The daily RJ is owned by casino tycoon and conservative Republican mega-donor Sheldon Adelson. The Las Vegas Sun, distributed as a skinny one-section ad-free insert in the RJ, has been owned since its founding in 1950 by the more liberal Greenspun family. Its founding patriarch, Hank Greenspun, had been a publicist for a mob-run casino as well as a convicted gunrunner (later pardoned by President John F. Kennedy). Since 1989 the papers have been in a joint operation agreement, sanctioned by a federal law that allows immunity from antitrust laws so long as one paper was in danger of failing (here, the Sun) and editorial operations remain independent. The Las Vegas JOA is scheduled to run until 2040.
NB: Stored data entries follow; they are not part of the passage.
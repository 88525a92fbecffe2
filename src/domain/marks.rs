use serde::{Deserialize, Serialize};
use thiserror::Error;

use crate::classifier::FeatureVector;

#[derive(Debug, Clone, PartialEq, Error)]
pub enum MarksError {
    #[error("{component} mark {value} is outside 0..={max}")]
    OutOfRange {
        component: MarkComponent,
        value: f64,
        max: f64,
    },
    #[error("{component} mark is not a finite number")]
    NonFinite { component: MarkComponent },
}

/// One of the four continuous-assessment items.
#[derive(Debug, Clone, Copy, PartialEq, Eq, Hash, Serialize, Deserialize)]
#[serde(rename_all = "snake_case")]
pub enum MarkComponent {
    Assignment1,
    Assignment2,
    Test1,
    Test2,
}

impl MarkComponent {
    pub const ALL: [MarkComponent; 4] = [
        MarkComponent::Assignment1,
        MarkComponent::Assignment2,
        MarkComponent::Test1,
        MarkComponent::Test2,
    ];

    #[must_use]
    pub fn display_name(self) -> &'static str {
        match self {
            MarkComponent::Assignment1 => "Assignment 1",
            MarkComponent::Assignment2 => "Assignment 2",
            MarkComponent::Test1 => "Test 1",
            MarkComponent::Test2 => "Test 2",
        }
    }
}

impl std::fmt::Display for MarkComponent {
    fn fmt(&self, f: &mut std::fmt::Formatter<'_>) -> std::fmt::Result {
        f.write_str(self.display_name())
    }
}

/// Marks as entered by the student.
#[derive(Debug, Clone, Copy, PartialEq, Serialize, Deserialize)]
pub struct Marks {
    pub assignment1: f64,
    pub assignment2: f64,
    pub test1: f64,
    pub test2: f64,
}

impl Marks {
    #[must_use]
    pub fn get(&self, component: MarkComponent) -> f64 {
        match component {
            MarkComponent::Assignment1 => self.assignment1,
            MarkComponent::Assignment2 => self.assignment2,
            MarkComponent::Test1 => self.test1,
            MarkComponent::Test2 => self.test2,
        }
    }

    /// Range-checks every mark against `scale`.
    ///
    /// # Errors
    /// Returns the first [`MarksError`] found, in component order.
    pub fn validate(&self, scale: &ScoreScale) -> Result<(), MarksError> {
        for component in MarkComponent::ALL {
            let value = self.get(component);
            if !value.is_finite() {
                return Err(MarksError::NonFinite { component });
            }
            let max = scale.max(component);
            if !(0.0..=max).contains(&value) {
                return Err(MarksError::OutOfRange {
                    component,
                    value,
                    max,
                });
            }
        }
        Ok(())
    }

    #[must_use]
    pub fn assignments_total(&self) -> f64 {
        self.assignment1 + self.assignment2
    }

    #[must_use]
    pub fn tests_total(&self) -> f64 {
        self.test1 + self.test2
    }

    #[must_use]
    pub fn total(&self) -> f64 {
        self.assignments_total() + self.tests_total()
    }

    /// Picks the model's input features in the configured order.
    #[must_use]
    pub fn features(&self, components: &[MarkComponent]) -> FeatureVector {
        FeatureVector::new(components.iter().map(|c| self.get(*c)).collect())
    }
}

/// Maximum attainable mark per component.
#[derive(Debug, Clone, Copy, PartialEq, Serialize, Deserialize)]
#[serde(default)]
pub struct ScoreScale {
    pub assignment1: f64,
    pub assignment2: f64,
    pub test1: f64,
    pub test2: f64,
}

impl Default for ScoreScale {
    fn default() -> Self {
        Self {
            assignment1: 5.0,
            assignment2: 5.0,
            test1: 15.0,
            test2: 15.0,
        }
    }
}

impl ScoreScale {
    #[must_use]
    pub fn max(&self, component: MarkComponent) -> f64 {
        match component {
            MarkComponent::Assignment1 => self.assignment1,
            MarkComponent::Assignment2 => self.assignment2,
            MarkComponent::Test1 => self.test1,
            MarkComponent::Test2 => self.test2,
        }
    }

    #[must_use]
    pub fn assignments_max(&self) -> f64 {
        self.assignment1 + self.assignment2
    }

    #[must_use]
    pub fn tests_max(&self) -> f64 {
        self.test1 + self.test2
    }

    #[must_use]
    pub fn total_max(&self) -> f64 {
        self.assignments_max() + self.tests_max()
    }
}

/// Named grade awarded from `min_total` upwards.
#[derive(Debug, Clone, PartialEq, Serialize, Deserialize)]
pub struct GradeBand {
    pub name: String,
    pub min_total: f64,
}

#[must_use]
pub fn default_grade_bands() -> Vec<GradeBand> {
    [
        ("EXCELLENT", 32.0),
        ("VERY GOOD", 28.0),
        ("AVERAGE", 20.0),
        ("BELOW AVERAGE", 0.0),
    ]
    .into_iter()
    .map(|(name, min_total)| GradeBand {
        name: name.to_string(),
        min_total,
    })
    .collect()
}

/// Thresholds applied to the marks, independent of the clustering model.
#[derive(Debug, Clone, Copy, PartialEq, Serialize, Deserialize)]
#[serde(default)]
pub struct MarkPolicy {
    pub pass_mark: f64,
    /// Fraction of a component's maximum counted as a strength.
    pub strength_ratio: f64,
    /// Fraction of a component's maximum below which it needs improvement.
    pub weakness_ratio: f64,
}

impl Default for MarkPolicy {
    fn default() -> Self {
        Self {
            pass_mark: 28.0,
            strength_ratio: 0.8,
            weakness_ratio: 0.5,
        }
    }
}

#[derive(Debug, Clone, Copy, PartialEq, Serialize)]
pub struct Subtotal {
    pub score: f64,
    pub max: f64,
    pub percentage: f64,
}

impl Subtotal {
    fn new(score: f64, max: f64) -> Self {
        Self {
            score,
            max,
            percentage: score / max * 100.0,
        }
    }
}

/// Arithmetic summary of a set of marks.
#[derive(Debug, Clone, PartialEq, Serialize)]
pub struct ScoreSummary {
    pub assignments: Subtotal,
    pub tests: Subtotal,
    pub overall: Subtotal,
    pub grade: String,
    pub mark_eligible: bool,
    /// Marks still needed to reach the pass mark.
    pub shortfall: f64,
    pub strengths: Vec<MarkComponent>,
    pub weaknesses: Vec<MarkComponent>,
}

impl ScoreSummary {
    /// `bands` must be ordered from highest `min_total` down; the last band
    /// catches every remaining total.
    #[must_use]
    pub fn compute(
        marks: &Marks,
        scale: &ScoreScale,
        bands: &[GradeBand],
        policy: &MarkPolicy,
    ) -> Self {
        let total = marks.total();
        let grade = bands
            .iter()
            .find(|band| total >= band.min_total)
            .or_else(|| bands.last())
            .map(|band| band.name.clone())
            .unwrap_or_default();

        let strengths = MarkComponent::ALL
            .into_iter()
            .filter(|c| marks.get(*c) >= policy.strength_ratio * scale.max(*c))
            .collect();
        let weaknesses = MarkComponent::ALL
            .into_iter()
            .filter(|c| marks.get(*c) < policy.weakness_ratio * scale.max(*c))
            .collect();

        Self {
            assignments: Subtotal::new(marks.assignments_total(), scale.assignments_max()),
            tests: Subtotal::new(marks.tests_total(), scale.tests_max()),
            overall: Subtotal::new(total, scale.total_max()),
            grade,
            mark_eligible: total >= policy.pass_mark,
            shortfall: (policy.pass_mark - total).max(0.0),
            strengths,
            weaknesses,
        }
    }
}

#[cfg(test)]
mod tests {
    use super::*;
    use rstest::rstest;

    fn marks(assignment1: f64, assignment2: f64, test1: f64, test2: f64) -> Marks {
        Marks {
            assignment1,
            assignment2,
            test1,
            test2,
        }
    }

    fn summary(m: &Marks) -> ScoreSummary {
        ScoreSummary::compute(
            m,
            &ScoreScale::default(),
            &default_grade_bands(),
            &MarkPolicy::default(),
        )
    }

    #[test]
    fn totals_and_percentages() {
        let s = summary(&marks(4.0, 3.0, 12.0, 9.0));
        assert_eq!(s.assignments.score, 7.0);
        assert_eq!(s.assignments.max, 10.0);
        assert!((s.assignments.percentage - 70.0).abs() < 1e-9);
        assert_eq!(s.tests.score, 21.0);
        assert!((s.tests.percentage - 70.0).abs() < 1e-9);
        assert_eq!(s.overall.score, 28.0);
        assert_eq!(s.overall.max, 40.0);
        assert!((s.overall.percentage - 70.0).abs() < 1e-9);
    }

    #[rstest]
    #[case(marks(5.0, 5.0, 15.0, 15.0), "EXCELLENT", true)]
    #[case(marks(4.0, 4.0, 12.0, 12.0), "EXCELLENT", true)]
    #[case(marks(4.0, 4.0, 12.0, 11.5), "VERY GOOD", true)]
    #[case(marks(3.0, 3.0, 11.0, 11.0), "VERY GOOD", true)]
    #[case(marks(3.0, 3.0, 11.0, 10.5), "AVERAGE", false)]
    #[case(marks(2.5, 2.5, 7.5, 7.5), "AVERAGE", false)]
    #[case(marks(2.5, 2.5, 7.5, 7.0), "BELOW AVERAGE", false)]
    #[case(marks(0.0, 0.0, 0.0, 0.0), "BELOW AVERAGE", false)]
    fn grade_band_and_pass_mark(
        #[case] m: Marks,
        #[case] grade: &str,
        #[case] mark_eligible: bool,
    ) {
        let s = summary(&m);
        assert_eq!(s.grade, grade);
        assert_eq!(s.mark_eligible, mark_eligible);
    }

    #[test]
    fn shortfall_is_clamped_at_zero() {
        assert_eq!(summary(&marks(2.5, 2.5, 7.5, 7.5)).shortfall, 8.0);
        assert_eq!(summary(&marks(5.0, 5.0, 15.0, 15.0)).shortfall, 0.0);
    }

    #[test]
    fn strengths_and_weaknesses() {
        let s = summary(&marks(4.0, 2.0, 12.0, 7.5));
        assert_eq!(
            s.strengths,
            vec![MarkComponent::Assignment1, MarkComponent::Test1]
        );
        assert_eq!(s.weaknesses, vec![MarkComponent::Assignment2]);

        let s = summary(&marks(2.5, 2.5, 7.5, 7.5));
        assert!(s.strengths.is_empty());
        assert!(s.weaknesses.is_empty());
    }

    #[test]
    fn validate_accepts_bounds() {
        let scale = ScoreScale::default();
        assert!(marks(0.0, 0.0, 0.0, 0.0).validate(&scale).is_ok());
        assert!(marks(5.0, 5.0, 15.0, 15.0).validate(&scale).is_ok());
    }

    #[rstest]
    #[case(marks(5.5, 0.0, 0.0, 0.0), MarkComponent::Assignment1)]
    #[case(marks(0.0, -0.5, 0.0, 0.0), MarkComponent::Assignment2)]
    #[case(marks(0.0, 0.0, 15.5, 0.0), MarkComponent::Test1)]
    #[case(marks(0.0, 0.0, 0.0, 40.0), MarkComponent::Test2)]
    fn validate_rejects_out_of_range(#[case] m: Marks, #[case] expected: MarkComponent) {
        match m.validate(&ScoreScale::default()) {
            Err(MarksError::OutOfRange { component, .. }) => assert_eq!(component, expected),
            other => panic!("expected out of range for {expected}, got {other:?}"),
        }
    }

    #[test]
    fn validate_rejects_nan() {
        let err = marks(0.0, 0.0, f64::NAN, 0.0)
            .validate(&ScoreScale::default())
            .unwrap_err();
        assert_eq!(
            err,
            MarksError::NonFinite {
                component: MarkComponent::Test1
            }
        );
    }

    #[test]
    fn features_follow_configured_order() {
        let m = marks(1.0, 2.0, 3.0, 4.0);
        let fv = m.features(&[
            MarkComponent::Assignment1,
            MarkComponent::Test1,
            MarkComponent::Test2,
        ]);
        assert_eq!(fv.as_slice(), &[1.0, 3.0, 4.0]);
    }

    #[test]
    fn hundred_point_scale() {
        let scale = ScoreScale {
            assignment1: 10.0,
            assignment2: 10.0,
            test1: 40.0,
            test2: 40.0,
        };
        let policy = MarkPolicy {
            pass_mark: 50.0,
            ..MarkPolicy::default()
        };
        let s = ScoreSummary::compute(
            &marks(5.0, 5.0, 20.0, 20.0),
            &scale,
            &default_grade_bands(),
            &policy,
        );
        assert_eq!(s.overall.max, 100.0);
        assert!((s.overall.percentage - 50.0).abs() < 1e-9);
        assert!(s.mark_eligible);
    }
}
The editorial–that’s what it was labeled–asserted that what was called the Sun‘s failure to produce a “high-quality metropolitan print newspaper” breached the JOA agreement, entitling the RJ to end the agreement. “The Sun would be free to have someone else print, sell and distribute their newspaper, if they wish,” the editorial asserted. That’s a facetious contention in my judgment since dissolution of a JOA almost always results in the demise of the weaker product, which the Sun surely is. In the past 40 years, all but five of the 30 or so JOAs around the country have collapsed, leaving a single paper in each remaining. And generally those survivors today are in worse shape than ever before.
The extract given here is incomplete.